(Saved data entries)
# # # # #

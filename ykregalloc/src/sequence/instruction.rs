//! Instructions, the parallel moves in the gaps between them, phis and reference maps.

use super::{block::RpoNumber, operand::*, InstrIdx};
use smallvec::SmallVec;

/// Each instruction is preceded by a gap with two parallel moves: one at the gap's START position
/// and one at its END position. The START moves happen before the END moves.
#[derive(Copy, Clone, Debug, PartialEq, Eq, PartialOrd, Ord, Hash)]
pub enum GapPosition {
    Start,
    End,
}

impl GapPosition {
    fn idx(self) -> usize {
        match self {
            GapPosition::Start => 0,
            GapPosition::End => 1,
        }
    }
}

#[derive(Copy, Clone, Debug, PartialEq, Eq)]
pub struct MoveOperands {
    pub source: InstructionOperand,
    pub destination: InstructionOperand,
}

impl MoveOperands {
    pub fn new(source: InstructionOperand, destination: InstructionOperand) -> Self {
        Self {
            source,
            destination,
        }
    }

    /// An eliminated move is one that has been removed from its parallel move.
    pub fn is_eliminated(&self) -> bool {
        self.source.is_invalid()
    }

    pub fn eliminate(&mut self) {
        self.source = InstructionOperand::Invalid;
    }

    /// Does this move have no observable effect?
    pub fn is_redundant(&self) -> bool {
        self.is_eliminated() || self.source == self.destination
    }
}

/// A set of moves with simultaneous semantics: all sources are read before any destination is
/// written.
#[derive(Clone, Debug, Default)]
pub struct ParallelMove(Vec<MoveOperands>);

impl ParallelMove {
    pub fn moves(&self) -> &[MoveOperands] {
        &self.0
    }

    pub(crate) fn moves_mut(&mut self) -> &mut Vec<MoveOperands> {
        &mut self.0
    }

    /// Add a move, returning its index within this parallel move.
    pub fn add_move(&mut self, source: InstructionOperand, destination: InstructionOperand) -> usize {
        self.0.push(MoveOperands::new(source, destination));
        self.0.len() - 1
    }

    pub fn is_redundant(&self) -> bool {
        self.0.iter().all(|m| m.is_redundant())
    }

    /// Prepare `mv` to be inserted into this parallel move so that the combination behaves as if
    /// `self` were performed first and `mv` second. If an existing move writes `mv`'s source,
    /// `mv` reads from that move's source instead. If an existing move writes `mv`'s destination,
    /// its index is returned: the caller must eliminate that move when inserting `mv`.
    pub(crate) fn prepare_insert_after(&self, mv: &mut MoveOperands) -> Option<usize> {
        let mut replacement = None;
        let mut to_eliminate = None;
        for (i, cur) in self.0.iter().enumerate() {
            if cur.is_eliminated() {
                continue;
            }
            if cur.destination == mv.source {
                debug_assert!(replacement.is_none());
                replacement = Some(cur.source);
                if to_eliminate.is_some() {
                    break;
                }
            } else if cur.destination == mv.destination {
                debug_assert!(to_eliminate.is_none());
                to_eliminate = Some(i);
                if replacement.is_some() {
                    break;
                }
            }
        }
        if let Some(src) = replacement {
            mv.source = src;
        }
        to_eliminate
    }
}

index_vec::define_index_type! {
    pub struct ReferenceMapIdx = u32;
}

/// A GC safepoint: after allocation, holds the locations of every live reference at the
/// instruction it is attached to.
#[derive(Clone, Debug)]
pub struct ReferenceMap {
    instruction: InstrIdx,
    references: Vec<InstructionOperand>,
}

impl ReferenceMap {
    pub(crate) fn new(instruction: InstrIdx) -> Self {
        Self {
            instruction,
            references: Vec::new(),
        }
    }

    pub fn instruction(&self) -> InstrIdx {
        self.instruction
    }

    pub fn references(&self) -> &[InstructionOperand] {
        &self.references
    }

    /// Record that `op` holds a live reference. Arguments (negative stack slots) belong to the
    /// caller's frame and are not recorded; neither are duplicates.
    pub(crate) fn record_reference(&mut self, op: InstructionOperand) {
        debug_assert!(op.is_allocated());
        if let InstructionOperand::StackSlot { index, .. } = op {
            if index < 0 {
                return;
            }
        }
        if !self.references.contains(&op) {
            self.references.push(op);
        }
    }
}

#[derive(Clone, Debug)]
pub struct PhiInstruction {
    vreg: VReg,
    operands: SmallVec<[VReg; 4]>,
    output: InstructionOperand,
}

impl PhiInstruction {
    /// Create a phi defining `vreg`. `operands[i]` is the value flowing in from the block's `i`th
    /// predecessor.
    pub fn new(vreg: VReg, operands: &[VReg]) -> Self {
        Self {
            vreg,
            operands: SmallVec::from_slice(operands),
            output: UnallocatedOperand::none(vreg).into(),
        }
    }

    pub fn vreg(&self) -> VReg {
        self.vreg
    }

    pub fn operands(&self) -> &[VReg] {
        &self.operands
    }

    /// The phi's output: unallocated before allocation, its assigned location afterwards.
    pub fn output(&self) -> &InstructionOperand {
        &self.output
    }

    pub(crate) fn set_output(&mut self, op: InstructionOperand) {
        self.output = op;
    }
}

#[derive(Clone, Debug)]
pub struct Instruction {
    mnemonic: String,
    outputs: SmallVec<[InstructionOperand; 2]>,
    inputs: SmallVec<[InstructionOperand; 4]>,
    temps: SmallVec<[InstructionOperand; 2]>,
    clobbers_registers: bool,
    clobbers_double_registers: bool,
    needs_reference_map: bool,
    reference_map: Option<ReferenceMapIdx>,
    parallel_moves: [Option<ParallelMove>; 2],
    block: RpoNumber,
}

impl Instruction {
    pub fn new(mnemonic: &str) -> Self {
        Self {
            mnemonic: mnemonic.to_owned(),
            outputs: SmallVec::new(),
            inputs: SmallVec::new(),
            temps: SmallVec::new(),
            clobbers_registers: false,
            clobbers_double_registers: false,
            needs_reference_map: false,
            reference_map: None,
            parallel_moves: [None, None],
            block: RpoNumber::new(0),
        }
    }

    pub fn output<T: Into<InstructionOperand>>(mut self, op: T) -> Self {
        self.outputs.push(op.into());
        self
    }

    pub fn input<T: Into<InstructionOperand>>(mut self, op: T) -> Self {
        self.inputs.push(op.into());
        self
    }

    pub fn temp<T: Into<InstructionOperand>>(mut self, op: T) -> Self {
        self.temps.push(op.into());
        self
    }

    /// This instruction is a call: it clobbers every general and double register not used as one
    /// of its outputs.
    pub fn call(mut self) -> Self {
        self.clobbers_registers = true;
        self.clobbers_double_registers = true;
        self
    }

    /// This instruction is a GC safepoint and needs a [ReferenceMap].
    pub fn safepoint(mut self) -> Self {
        self.needs_reference_map = true;
        self
    }

    /// Add a move to the gap before this instruction. Used to build sequences that already
    /// contain moves.
    pub fn gap_move<S, D>(mut self, pos: GapPosition, source: S, destination: D) -> Self
    where
        S: Into<InstructionOperand>,
        D: Into<InstructionOperand>,
    {
        self.get_or_create_parallel_move(pos)
            .add_move(source.into(), destination.into());
        self
    }

    pub fn mnemonic(&self) -> &str {
        &self.mnemonic
    }

    pub fn outputs(&self) -> &[InstructionOperand] {
        &self.outputs
    }

    pub fn inputs(&self) -> &[InstructionOperand] {
        &self.inputs
    }

    pub fn temps(&self) -> &[InstructionOperand] {
        &self.temps
    }

    pub(crate) fn outputs_mut(&mut self) -> &mut [InstructionOperand] {
        &mut self.outputs
    }

    pub(crate) fn inputs_mut(&mut self) -> &mut [InstructionOperand] {
        &mut self.inputs
    }

    pub(crate) fn temps_mut(&mut self) -> &mut [InstructionOperand] {
        &mut self.temps
    }

    pub fn clobbers_registers(&self) -> bool {
        self.clobbers_registers
    }

    pub fn clobbers_double_registers(&self) -> bool {
        self.clobbers_double_registers
    }

    pub fn needs_reference_map(&self) -> bool {
        self.needs_reference_map
    }

    pub fn reference_map(&self) -> Option<ReferenceMapIdx> {
        self.reference_map
    }

    pub(crate) fn set_reference_map(&mut self, idx: ReferenceMapIdx) {
        self.reference_map = Some(idx);
    }

    /// The block this instruction belongs to.
    pub fn block(&self) -> RpoNumber {
        self.block
    }

    pub(crate) fn set_block(&mut self, block: RpoNumber) {
        self.block = block;
    }

    pub fn parallel_move(&self, pos: GapPosition) -> Option<&ParallelMove> {
        self.parallel_moves[pos.idx()].as_ref()
    }

    pub(crate) fn parallel_move_mut(&mut self, pos: GapPosition) -> Option<&mut ParallelMove> {
        self.parallel_moves[pos.idx()].as_mut()
    }

    pub(crate) fn get_or_create_parallel_move(&mut self, pos: GapPosition) -> &mut ParallelMove {
        self.parallel_moves[pos.idx()].get_or_insert_with(ParallelMove::default)
    }

    /// Is every gap move before this instruction redundant?
    pub fn are_moves_redundant(&self) -> bool {
        self.parallel_moves
            .iter()
            .all(|pm| pm.as_ref().map(|pm| pm.is_redundant()).unwrap_or(true))
    }

    /// Is `code` of `kind` one of this instruction's (fixed) outputs?
    pub(crate) fn is_output_register(&self, kind: RegisterKind, code: RegCode) -> bool {
        self.outputs
            .iter()
            .any(|op| *op == InstructionOperand::register(kind, code))
    }
}

#[cfg(test)]
mod test {
    use super::*;

    fn reg(code: RegCode) -> InstructionOperand {
        InstructionOperand::register(RegisterKind::General, code)
    }

    #[test]
    fn redundant_moves() {
        let mut pm = ParallelMove::default();
        assert!(pm.is_redundant());
        pm.add_move(reg(0), reg(0));
        assert!(pm.is_redundant());
        let i = pm.add_move(reg(0), reg(1));
        assert!(!pm.is_redundant());
        pm.moves_mut()[i].eliminate();
        assert!(pm.is_redundant());
    }

    #[test]
    fn insert_after() {
        // r1 = r0; r2 = r3
        let mut pm = ParallelMove::default();
        pm.add_move(reg(0), reg(1));
        pm.add_move(reg(3), reg(2));

        // Reading r1 afterwards is the same as reading r0 beforehand.
        let mut mv = MoveOperands::new(reg(1), reg(4));
        assert_eq!(pm.prepare_insert_after(&mut mv), None);
        assert_eq!(mv.source, reg(0));

        // Writing r2 afterwards makes the earlier write to r2 dead.
        let mut mv = MoveOperands::new(reg(5), reg(2));
        assert_eq!(pm.prepare_insert_after(&mut mv), Some(1));
        assert_eq!(mv.source, reg(5));

        // Both at once.
        let mut mv = MoveOperands::new(reg(1), reg(2));
        assert_eq!(pm.prepare_insert_after(&mut mv), Some(1));
        assert_eq!(mv.source, reg(0));
    }

    #[test]
    fn reference_maps_skip_arguments_and_duplicates() {
        let mut rm = ReferenceMap::new(InstrIdx::new(0));
        rm.record_reference(InstructionOperand::stack_slot(RegisterKind::General, -2));
        rm.record_reference(reg(1));
        rm.record_reference(reg(1));
        rm.record_reference(InstructionOperand::stack_slot(RegisterKind::General, 0));
        assert_eq!(
            rm.references(),
            &[
                reg(1),
                InstructionOperand::stack_slot(RegisterKind::General, 0)
            ]
        );
    }

    #[test]
    fn outputs_as_registers() {
        let i = Instruction::new("call").output(reg(0)).call();
        assert!(i.is_output_register(RegisterKind::General, 0));
        assert!(!i.is_output_register(RegisterKind::General, 1));
        assert!(!i.is_output_register(RegisterKind::Double, 0));
        assert!(i.clobbers_registers() && i.clobbers_double_registers());
    }
}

# # # # #

WHAT TO WORK ON: Spot every line in the entries that includes the word "SmallVec", and copy each one out.

RESULT OF THIS EXERCISE:
use smallvec::SmallVec;
    operands: SmallVec<[VReg; 4]>,
            operands: SmallVec::from_slice(operands),
    outputs: SmallVec<[InstructionOperand; 2]>,
    inputs: SmallVec<[InstructionOperand; 4]>,
    temps: SmallVec<[InstructionOperand; 2]>,
            outputs: SmallVec::new(),
            inputs: SmallVec::new(),
            temps: SmallVec::new(),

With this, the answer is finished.